Tout est un contenant
Vous pouvez faire un contenant avec à peu près tout, à la condition d’avoir une profondeur adaptée à ce que vous voulez planter, que ce soit propre, et que ça résiste à l’eau.
Pensez que des contenants rigides (boite de conserve, bocal en verre…) rendent le « démoulage » plus difficile et ne sont donc pas recommandés pour des semis destinés à être transplantés en pleine terre. Mais si ce que vous semez n’a pas vocation à bouger, c’est une très bonne solution. Faites également attention aux matériaux qui peuvent surchauffer en plein soleil. Vous voudrez peut-être les protéger avec un cache fait en carton par exemple.
Des trous ou pas des trous ?
La plupart des contenants que vous pouvez acheter ont des trous dans le fond. En effet il faut que l’eau d’arrosage puisse être évacuée facilement, sans quoi elle s’accumulerait dans le fond et provoquerait une asphyxie puis un pourrissement des racines. Les godets par exemple, sont adaptés à une utilisation professionnelle avec une irrigation forte.
Dans le cas de contenants recyclés par vos soins, vous pouvez les adapter à votre utilisation. Si vous pouvez contrôler les besoins en eau de vos plantes, et que vous utilisez un vaporisateur léger (ce que je recommande), vous pouvez ne pas faire de trous, c’est plus propre. Mais ça ne marche que pour des contenants qui n’ont pas trop de profondeur. Si vous avez plus de 20 cm de terre il vaut mieux prévoir l’évacuation.

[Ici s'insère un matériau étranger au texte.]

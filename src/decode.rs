//! Typed views over the JSON list bodies returned by the Kubernetes API.
//!
//! Only the fields the `list` command reads are modelled. Unknown fields are
//! ignored, and a missing or `null` field falls back to its empty value.

use std::collections::BTreeMap;

use serde::{Deserialize, Deserializer};
use tracing::debug;

use crate::error::{Error, Result};

/// Label carrying the name of the kubeware group a resource belongs to.
pub const KUBEWARE_LABEL: &str = "kubeware";

/// Body of a `ServiceList`.
#[derive(Debug, Clone, Default, PartialEq, Deserialize)]
pub struct ServiceList {
    #[serde(default, deserialize_with = "null_as_default")]
    pub items: Vec<ServiceItem>,
}

#[derive(Debug, Clone, Default, PartialEq, Deserialize)]
pub struct ServiceItem {
    #[serde(default, deserialize_with = "null_as_default")]
    pub metadata: Metadata,
    #[serde(default, deserialize_with = "null_as_default")]
    pub spec: ServiceSpec,
    #[serde(default, deserialize_with = "null_as_default")]
    pub status: ServiceStatus,
}

impl ServiceItem {
    /// Hostname of the first load balancer ingress, if any ingress exists.
    pub fn external_hostname(&self) -> Option<&str> {
        self.status
            .load_balancer
            .ingress
            .first()
            .map(|ingress| ingress.hostname.as_str())
    }
}

#[derive(Debug, Clone, Default, PartialEq, Deserialize)]
#[serde(rename_all = "camelCase")]
pub struct Metadata {
    #[serde(default, deserialize_with = "null_as_default")]
    pub name: String,
    /// Kept verbatim, never parsed.
    #[serde(default, deserialize_with = "null_as_default")]
    pub creation_timestamp: String,
    #[serde(default, deserialize_with = "null_as_default")]
    pub labels: BTreeMap<String, String>,
}

impl Metadata {
    /// Value of the `kubeware` label, if set.
    pub fn kubeware(&self) -> Option<&str> {
        self.labels.get(KUBEWARE_LABEL).map(String::as_str)
    }
}

#[derive(Debug, Clone, Default, PartialEq, Deserialize)]
pub struct ServiceSpec {
    #[serde(rename = "clusterIP", default, deserialize_with = "null_as_default")]
    pub cluster_ip: String,
}

#[derive(Debug, Clone, Default, PartialEq, Deserialize)]
#[serde(rename_all = "camelCase")]
pub struct ServiceStatus {
    #[serde(default, deserialize_with = "null_as_default")]
    pub load_balancer: LoadBalancerStatus,
}

#[derive(Debug, Clone, Default, PartialEq, Deserialize)]
pub struct LoadBalancerStatus {
    #[serde(default, deserialize_with = "null_as_default")]
    pub ingress: Vec<LoadBalancerIngress>,
}

#[derive(Debug, Clone, Default, PartialEq, Deserialize)]
pub struct LoadBalancerIngress {
    #[serde(default, deserialize_with = "null_as_default")]
    pub hostname: String,
}

/// Body of any list whose items only need metadata, such as a
/// `ReplicationControllerList`.
#[derive(Debug, Clone, Default, PartialEq, Deserialize)]
pub struct ResourceList {
    #[serde(default, deserialize_with = "null_as_default")]
    pub items: Vec<ResourceItem>,
}

#[derive(Debug, Clone, Default, PartialEq, Deserialize)]
pub struct ResourceItem {
    #[serde(default, deserialize_with = "null_as_default")]
    pub metadata: Metadata,
}

fn null_as_default<'de, D, T>(deserializer: D) -> std::result::Result<T, D::Error>
where
    D: Deserializer<'de>,
    T: Default + Deserialize<'de>,
{
    Ok(Option::<T>::deserialize(deserializer)?.unwrap_or_default())
}

/// Decode a `ServiceList` JSON body.
pub fn decode_services(json: &str) -> Result<ServiceList> {
    let list: ServiceList =
        serde_json::from_str(json).map_err(|source| Error::decode("services", source))?;
    debug!(count = list.items.len(), "decoded services");
    Ok(list)
}

/// Decode a `ReplicationControllerList` JSON body.
pub fn decode_controllers(json: &str) -> Result<ResourceList> {
    let list: ResourceList =
        serde_json::from_str(json).map_err(|source| Error::decode("controllers", source))?;
    debug!(count = list.items.len(), "decoded controllers");
    Ok(list)
}
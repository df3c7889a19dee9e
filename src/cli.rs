//! Command line surface of the `kubeware` binary.

use std::ffi::OsStr;

use clap::{Parser, Subcommand, builder::StyledStr};
use clap_complete::engine::{ArgValueCompleter, CompletionCandidate};
use kube::config::Kubeconfig;

/// Inspect kubeware groups deployed to a Kubernetes cluster
#[derive(Debug, Parser)]
#[command(name = "kubeware", version, about, long_about = None)]
pub struct Cli {
    /// Override the Kubernetes context to target
    #[arg(long, global = true, env = "KUBEWARE_CONTEXT", add = context_value_completer())]
    pub context: Option<String>,

    /// Namespace to query (defaults to the context's namespace)
    #[arg(short, long, global = true, env = "KUBEWARE_NAMESPACE")]
    pub namespace: Option<String>,

    /// Query resources across all namespaces
    #[arg(short = 'A', long, global = true, conflicts_with = "namespace")]
    pub all_namespaces: bool,

    #[command(subcommand)]
    pub command: Command,
}

#[derive(Debug, Subcommand)]
pub enum Command {
    /// List services and controllers grouped by their kubeware label
    List,
}

/// Create an `ArgValueCompleter` that lists contexts from the active kubeconfig,
/// putting the current context first.
pub fn context_value_completer() -> ArgValueCompleter {
    ArgValueCompleter::new(|input: &OsStr| -> Vec<CompletionCandidate> {
        match Kubeconfig::read() {
            Ok(kubeconfig) => context_candidates(&kubeconfig, input.to_string_lossy().trim()),
            Err(_) => Vec::new(),
        }
    })
}

fn context_candidates(kubeconfig: &Kubeconfig, prefix: &str) -> Vec<CompletionCandidate> {
    let current = kubeconfig.current_context.as_deref();
    let mut candidates = Vec::new();

    for named in kubeconfig
        .contexts
        .iter()
        .filter(|named| named.name.starts_with(prefix))
    {
        let is_current = current == Some(named.name.as_str());
        let mut candidate = CompletionCandidate::new(named.name.as_str());
        if let Some(ctx) = &named.context {
            let mut help = format!("cluster={}", ctx.cluster);
            if let Some(namespace) = &ctx.namespace {
                help.push_str(&format!(" namespace={namespace}"));
            }
            if is_current {
                help.insert_str(0, "[current] ");
            }
            candidate = candidate.help(Some(StyledStr::from(help)));
        }

        if is_current {
            candidates.insert(0, candidate.display_order(Some(0)));
        } else {
            candidates.push(candidate);
        }
    }

    candidates
}
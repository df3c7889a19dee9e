use std::{collections::BTreeMap, io::Write};

use crate::{aggregate::Kube, error::Result};

/// Render kubeware groups as a YAML document.
pub fn render(kubes: &BTreeMap<String, Kube>) -> Result<String> {
    Ok(serde_yaml::to_string(kubes)?)
}

/// Render kubeware groups and write them to `out`.
pub fn print<W: Write>(kubes: &BTreeMap<String, Kube>, out: &mut W) -> Result<()> {
    let yaml = render(kubes)?;
    out.write_all(yaml.as_bytes())?;
    out.flush()?;
    Ok(())
}
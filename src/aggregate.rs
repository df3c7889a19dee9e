use std::collections::BTreeMap;

use serde::Serialize;
use tracing::debug;

use crate::decode::{ResourceItem, ServiceItem};

/// Field map describing one service, keyed by `Name`, `CreationDate`,
/// `ClusterIP` and optionally `ExternalFQDN`.
pub type ServiceRecord = BTreeMap<String, String>;

/// Services and controllers sharing one `kubeware` label value.
#[derive(Debug, Clone, Default, PartialEq, Eq, Serialize)]
pub struct Kube {
    #[serde(rename = "Services")]
    pub services: Vec<ServiceRecord>,
    #[serde(rename = "Controllers")]
    pub controllers: Vec<String>,
}

/// Group services and controllers by their `kubeware` label.
///
/// Resources without the label are skipped. Members keep the order in which
/// they appear in `services` and `controllers`.
pub fn aggregate(services: &[ServiceItem], controllers: &[ResourceItem]) -> BTreeMap<String, Kube> {
    let mut kubes: BTreeMap<String, Kube> = BTreeMap::new();

    for service in services {
        let Some(name) = service.metadata.kubeware() else {
            continue;
        };
        kubes
            .entry(name.to_string())
            .or_insert_with(Kube::default)
            .services
            .push(service_record(service));
    }

    for controller in controllers {
        let Some(name) = controller.metadata.kubeware() else {
            continue;
        };
        kubes
            .entry(name.to_string())
            .or_insert_with(Kube::default)
            .controllers
            .push(controller.metadata.name.clone());
    }

    debug!(groups = kubes.len(), "aggregated kubeware groups");
    kubes
}

/// Build the field map printed for a single service.
pub fn service_record(service: &ServiceItem) -> ServiceRecord {
    let mut record = ServiceRecord::new();
    record.insert("Name".to_string(), service.metadata.name.clone());
    record.insert(
        "CreationDate".to_string(),
        service.metadata.creation_timestamp.clone(),
    );
    record.insert("ClusterIP".to_string(), service.spec.cluster_ip.clone());
    if let Some(hostname) = service.external_hostname() {
        record.insert("ExternalFQDN".to_string(), hostname.to_string());
    }
    record
}

#[cfg(test)]
mod tests {
    use crate::decode::{LoadBalancerIngress, Metadata};

    use super::*;

    fn metadata(name: &str, kubeware: Option<&str>) -> Metadata {
        let mut labels = BTreeMap::from([("app".to_string(), name.to_string())]);
        if let Some(kubeware) = kubeware {
            labels.insert("kubeware".to_string(), kubeware.to_string());
        }
        Metadata {
            name: name.to_string(),
            labels,
            ..Default::default()
        }
    }

    fn service(name: &str, kubeware: Option<&str>, cluster_ip: &str, hosts: &[&str]) -> ServiceItem {
        let mut item = ServiceItem {
            metadata: metadata(name, kubeware),
            ..Default::default()
        };
        item.spec.cluster_ip = cluster_ip.to_string();
        item.status.load_balancer.ingress = hosts
            .iter()
            .map(|host| LoadBalancerIngress {
                hostname: host.to_string(),
            })
            .collect();
        item
    }

    fn controller(name: &str, kubeware: Option<&str>) -> ResourceItem {
        ResourceItem {
            metadata: metadata(name, kubeware),
        }
    }

    #[test]
    fn groups_service_and_controller_under_label() {
        let services = vec![service("svc1", Some("app1"), "10.0.0.1", &[])];
        let controllers = vec![controller("rc1", Some("app1"))];

        let kubes = aggregate(&services, &controllers);

        let expected = BTreeMap::from([(
            "app1".to_string(),
            Kube {
                services: vec![BTreeMap::from([
                    ("Name".to_string(), "svc1".to_string()),
                    ("CreationDate".to_string(), String::new()),
                    ("ClusterIP".to_string(), "10.0.0.1".to_string()),
                ])],
                controllers: vec!["rc1".to_string()],
            },
        )]);
        assert_eq!(kubes, expected);
    }

    #[test]
    fn unlabelled_resources_are_excluded() {
        let services = vec![
            service("plain", None, "10.0.0.2", &["plain.example.com"]),
            service("web", Some("shop"), "10.0.0.3", &[]),
        ];
        let controllers = vec![controller("orphan", None)];

        let kubes = aggregate(&services, &controllers);

        assert_eq!(kubes.len(), 1);
        let shop = &kubes["shop"];
        assert_eq!(shop.services.len(), 1);
        assert_eq!(shop.services[0]["Name"], "web");
        assert!(shop.controllers.is_empty());
    }

    #[test]
    fn only_unlabelled_service_yields_empty_mapping() {
        let services = vec![service("plain", None, "10.0.0.2", &[])];
        assert!(aggregate(&services, &[]).is_empty());
    }

    #[test]
    fn members_keep_input_order() {
        let services = vec![
            service("b", Some("g"), "10.0.0.2", &[]),
            service("a", Some("g"), "10.0.0.1", &[]),
        ];
        let controllers = vec![controller("rc-z", Some("g")), controller("rc-a", Some("g"))];

        let kubes = aggregate(&services, &controllers);

        let names: Vec<&str> = kubes["g"]
            .services
            .iter()
            .map(|record| record["Name"].as_str())
            .collect();
        assert_eq!(names, ["b", "a"]);
        assert_eq!(kubes["g"].controllers, ["rc-z", "rc-a"]);
    }

    #[test]
    fn controller_alone_creates_group() {
        let kubes = aggregate(&[], &[controller("rc1", Some("batch"))]);
        assert_eq!(
            kubes["batch"],
            Kube {
                services: Vec::new(),
                controllers: vec!["rc1".to_string()],
            }
        );
    }

    #[test]
    fn empty_label_value_is_its_own_group() {
        let kubes = aggregate(
            &[service("svc", Some(""), "10.0.0.9", &[])],
            &[controller("rc", Some("x"))],
        );
        assert_eq!(kubes.len(), 2);
        assert_eq!(kubes[""].services[0]["Name"], "svc");
    }

    #[test]
    fn external_fqdn_uses_first_ingress_only() {
        let record = service_record(&service(
            "lb",
            Some("g"),
            "10.0.0.5",
            &["first.example.com", "second.example.com"],
        ));
        assert_eq!(record["ExternalFQDN"], "first.example.com");
        assert_eq!(record.len(), 4);
    }

    #[test]
    fn no_ingress_means_no_external_fqdn() {
        let record = service_record(&service("internal", Some("g"), "10.0.0.6", &[]));
        assert!(!record.contains_key("ExternalFQDN"));
        assert_eq!(record.len(), 3);
    }

    #[test]
    fn every_group_is_backed_by_a_labelled_resource() {
        let services = vec![
            service("s1", Some("a"), "", &[]),
            service("s2", None, "", &[]),
            service("s3", Some("b"), "", &[]),
        ];
        let controllers = vec![controller("c1", Some("c")), controller("c2", None)];

        let kubes = aggregate(&services, &controllers);

        for name in kubes.keys() {
            let backed = services
                .iter()
                .map(|s| &s.metadata)
                .chain(controllers.iter().map(|c| &c.metadata))
                .any(|meta| meta.kubeware() == Some(name.as_str()));
            assert!(backed, "group {name} has no labelled resource");
        }
        assert_eq!(kubes.keys().collect::<Vec<_>>(), ["a", "b", "c"]);
    }
}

Des billes ou pas des billes ?
La couche de billes d’argile ou de gravier (couche de drainage) au fond des pots de fleurs ou des godets permet à l’eau d’être évacuée facilement lors d’un arrosage copieux, et à la terre de ne pas être emportée avec. Si vous optez pour un arrosage doux vous pourrez vous en passer. Cependant vous avez une bonne technique qui consiste à ne pas faire de trous et à mettre une couche de drainage au fond du pot, puis la terre. L’eau va s’accumuler dans la couche de drainage et va remonter vers la terre par capillarité. Cela constitue une réserve d’eau qui vous fera économiser des arrosages. Si votre contenant n’est pas transparent (vous permettant de contrôler de visu le niveau d’eau), il vous faudra percer un trou au-dessus de la couche de drainage pour savoir quand votre réserve d’eau est pleine.

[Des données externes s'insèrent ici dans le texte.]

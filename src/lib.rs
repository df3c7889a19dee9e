#![cfg_attr(not(doctest), doc = include_str!("../README.md"))]
#![cfg_attr(docsrs, feature(doc_cfg))]

pub use k8s_openapi;
pub use kube;

pub mod aggregate;
pub mod cli;
pub mod client;
pub mod decode;
pub mod error;
pub mod list;
pub mod present;

pub use aggregate::{Kube, aggregate};
pub use client::{ClusterApi, KubeClusterApi};
pub use error::{Error, Result};
pub use list::run_list;

use kube::config::Kubeconfig;

/// Kubeconfig context and namespace the cluster client talks to.
#[derive(Debug, Clone, PartialEq, Eq)]
pub struct ClusterTarget {
    pub context: String,
    /// `None` targets all namespaces.
    pub namespace: Option<String>,
}

impl ClusterTarget {
    /// Resolve the target from optional overrides, reading the kubeconfig
    /// for whatever is not given.
    pub fn resolve(
        context: Option<String>,
        namespace: Option<String>,
        all_namespaces: bool,
    ) -> Result<Self> {
        let context = determine_context(context)?;
        let namespace = if all_namespaces {
            None
        } else {
            Some(determine_namespace(namespace, &context))
        };
        Ok(Self { context, namespace })
    }
}

/// Detects the Kubernetes context based on the provided `context` argument.
///
/// Context determination follows this priority:
/// 1. Uses the context if explicitly specified.
/// 2. Retrieves the current context from the kubeconfig file.
///
/// # Errors
/// Returns an error if the kubeconfig file cannot be read or if no current context is set in the kubeconfig.
pub fn determine_context(context: Option<String>) -> Result<String> {
    match context {
        Some(context) => Ok(context),
        None => Kubeconfig::read()?.current_context.ok_or(Error::Context),
    }
}

/// Determines the Kubernetes namespace based on the provided `namespace` and `context`.
///
/// Namespace determination follows this priority:
/// 1. Uses the namespace if explicitly specified.
/// 2. Retrieves the default namespace associated with `context` from kubeconfig.
/// 3. Uses "default".
pub fn determine_namespace(namespace: Option<String>, context: &str) -> String {
    if let Some(ns) = namespace {
        return ns;
    }

    match Kubeconfig::read() {
        Ok(kubeconfig) => context_namespace(&kubeconfig, context),
        Err(_) => String::from("default"),
    }
}

fn context_namespace(kubeconfig: &Kubeconfig, context: &str) -> String {
    kubeconfig
        .contexts
        .iter()
        .find(|named| named.name == context)
        .and_then(|named| named.context.as_ref())
        .and_then(|ctx| ctx.namespace.clone())
        .unwrap_or_else(|| String::from("default"))
}
//! Access to the Service and ReplicationController collections of a cluster.

use async_trait::async_trait;
use k8s_openapi::api::core::v1::{ReplicationController, Service};
use kube::{
    Client, Config, Resource,
    api::ListParams,
    config::KubeConfigOptions,
    core::Request,
};
#[cfg(test)]
use mockall::automock;
use tracing::debug;

use crate::{
    ClusterTarget,
    error::{Error, Result},
};

/// Cluster API operations used by the `list` command.
///
/// Both operations return the raw JSON body of the list response.
#[cfg_attr(test, automock)]
#[async_trait]
pub trait ClusterApi: Send + Sync {
    /// Fetch the `ServiceList` body.
    async fn get_services(&self, filter: &ListParams) -> Result<String>;

    /// Fetch the `ReplicationControllerList` body.
    async fn get_controllers(&self, filter: &ListParams) -> Result<String>;
}

/// [`ClusterApi`] backed by a [`kube::Client`].
#[derive(Clone)]
pub struct KubeClusterApi {
    client: Client,
    /// `None` lists across all namespaces.
    namespace: Option<String>,
}

impl KubeClusterApi {
    pub fn new(client: Client, namespace: Option<String>) -> Self {
        Self { client, namespace }
    }

    /// Build a client for the context and namespace in `target`.
    pub async fn connect(target: &ClusterTarget) -> Result<Self> {
        let options = KubeConfigOptions {
            context: Some(target.context.clone()),
            ..Default::default()
        };
        let config = Config::from_kubeconfig(&options).await?;
        let client = Client::try_from(config).map_err(Error::Client)?;
        debug!(context = %target.context, namespace = ?target.namespace, "connected to cluster");
        Ok(Self::new(client, target.namespace.clone()))
    }

    async fn list_text<K>(&self, filter: &ListParams, kind: &'static str) -> Result<String>
    where
        K: Resource<DynamicType = ()>,
    {
        let path = collection_path::<K>(self.namespace.as_deref());
        debug!(%path, "fetching {kind}");
        let request = Request::new(path)
            .list(filter)
            .map_err(|source| Error::fetch(kind, kube::Error::BuildRequest(source)))?;
        self.client
            .request_text(request)
            .await
            .map_err(|source| Error::fetch(kind, source))
    }
}

#[async_trait]
impl ClusterApi for KubeClusterApi {
    async fn get_services(&self, filter: &ListParams) -> Result<String> {
        self.list_text::<Service>(filter, "services").await
    }

    async fn get_controllers(&self, filter: &ListParams) -> Result<String> {
        self.list_text::<ReplicationController>(filter, "controllers").await
    }
}

/// URL path of the collection of `K`, namespaced unless `namespace` is `None`.
pub fn collection_path<K>(namespace: Option<&str>) -> String
where
    K: Resource<DynamicType = ()>,
{
    K::url_path(&(), namespace)
}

Si vous avez assez de matériel à la maison, n’hésitez pas à vous documenter sur les bacs à capillarité (tapez « wicking bed » sur votre navigateur) ou à composteur intégré. On peut les faire soi-même et ils valent clairement le temps investi.
Quelle terre utiliser ?
Les plantes grandissent dans un substrat. Il y a de nombreux substrats possibles (billes d’argile, sable, terre, tourbe, coton, limons, terreau, humus….) chacun adapté à certaines plantes. Nous voulons de la terre pour notre potager, mais là encore, il y en a plein de différentes !
Si vous faites votre propre compost (même en appartement c’est possible !) c’est parfait et ne cherchez pas plus loin, passez-le au tamis, et semez dedans.

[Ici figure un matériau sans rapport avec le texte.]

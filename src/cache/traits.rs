//! Cache key abstraction.

use sha2::{Digest, Sha256};

/// A cacheable read query.
///
/// Implementors must embed every parameter of the query in the hash input,
/// so distinct parameter combinations never share an entry.
pub trait QueryKey {
  /// Stable, fixed-length cache key.
  fn cache_hash(&self) -> String;

  /// Human-readable form, used for logging only.
  fn description(&self) -> String;
}

/// SHA256 hash for stable, fixed-length keys.
pub fn hash_key(input: &str) -> String {
  let mut hasher = Sha256::new();
  hasher.update(input.as_bytes());
  hex::encode(hasher.finalize())
}
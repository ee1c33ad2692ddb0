//! Wire and session types shared by the client and the auth strategies.

use serde::{Deserialize, Serialize};
use serde_json::Value;

/// Locally stored proof of authentication.
#[derive(Debug, Clone, PartialEq, Serialize, Deserialize)]
pub struct AuthSession {
  pub token: String,
  /// Opaque user profile as returned by the login strategy.
  pub user: Value,
}

/// Body for POST /auth/login
#[derive(Debug, Serialize)]
pub struct LoginRequest<'a> {
  pub username: &'a str,
  pub password: &'a str,
}

/// Token/user pair returned by the backend on login.
#[derive(Debug, Deserialize)]
pub struct LoginResponse {
  /// Current deployments name this `access_token`; older ones use `token`.
  #[serde(alias = "token")]
  pub access_token: String,
  #[serde(default)]
  pub user: Value,
}

impl From<LoginResponse> for AuthSession {
  fn from(response: LoginResponse) -> Self {
    Self {
      token: response.access_token,
      user: response.user,
    }
  }
}

/// Body for POST /qr-scan
#[derive(Debug, Serialize)]
pub struct QrScanRequest<'a> {
  pub code: &'a str,
  #[serde(rename = "userId")]
  pub user_id: &'a str,
}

Si vous faites beaucoup de cultures dans votre appartement et que vous avez accès à une jardinerie, achetez un sac de terreau. Ça a un coût (faible) mais ça vous fera gagner du temps. Du terreau de préférence « tous usages » ou « semis » sera très bien.
Enfin une méthode plus longue mais gratuite, aller chercher votre terre en forêt. Essayez de trouver de la terre bien noire, sous les branchages ou les feuilles mortes. Attention à ne pas déranger les insectes et de ne pas abîmer les racines des plantes. Cette terre, l’humus, est généralement riche.
SI vous n’avez pas de forêt à proximité, utilisez n’importe quelle terre, même de la terre de chantier. Il vaut mieux jardiner avec peu, que pas du tout. Je vous dirai plus loin dans l’article comment apporter les nutriments qu’il manque à votre substrat.
YAPLUKA
Félicitations, vous avez maintenant un contenant plein de terre. Il ne vous reste plus qu’à planter, seulement voilà… on plante quoi ?
Pas besoin de graines !
Si vous n’avez pas accès à des graines, vous pouvez utiliser une partie des légumes que vous consommez pour les reproduire. Il y a une méthode adaptée pour chaque plante, que vous pouvez retrouver sur internet. En règle générale on immerge le pied pour que de nouvelles racines apparaissent, avant de planter directement en terre.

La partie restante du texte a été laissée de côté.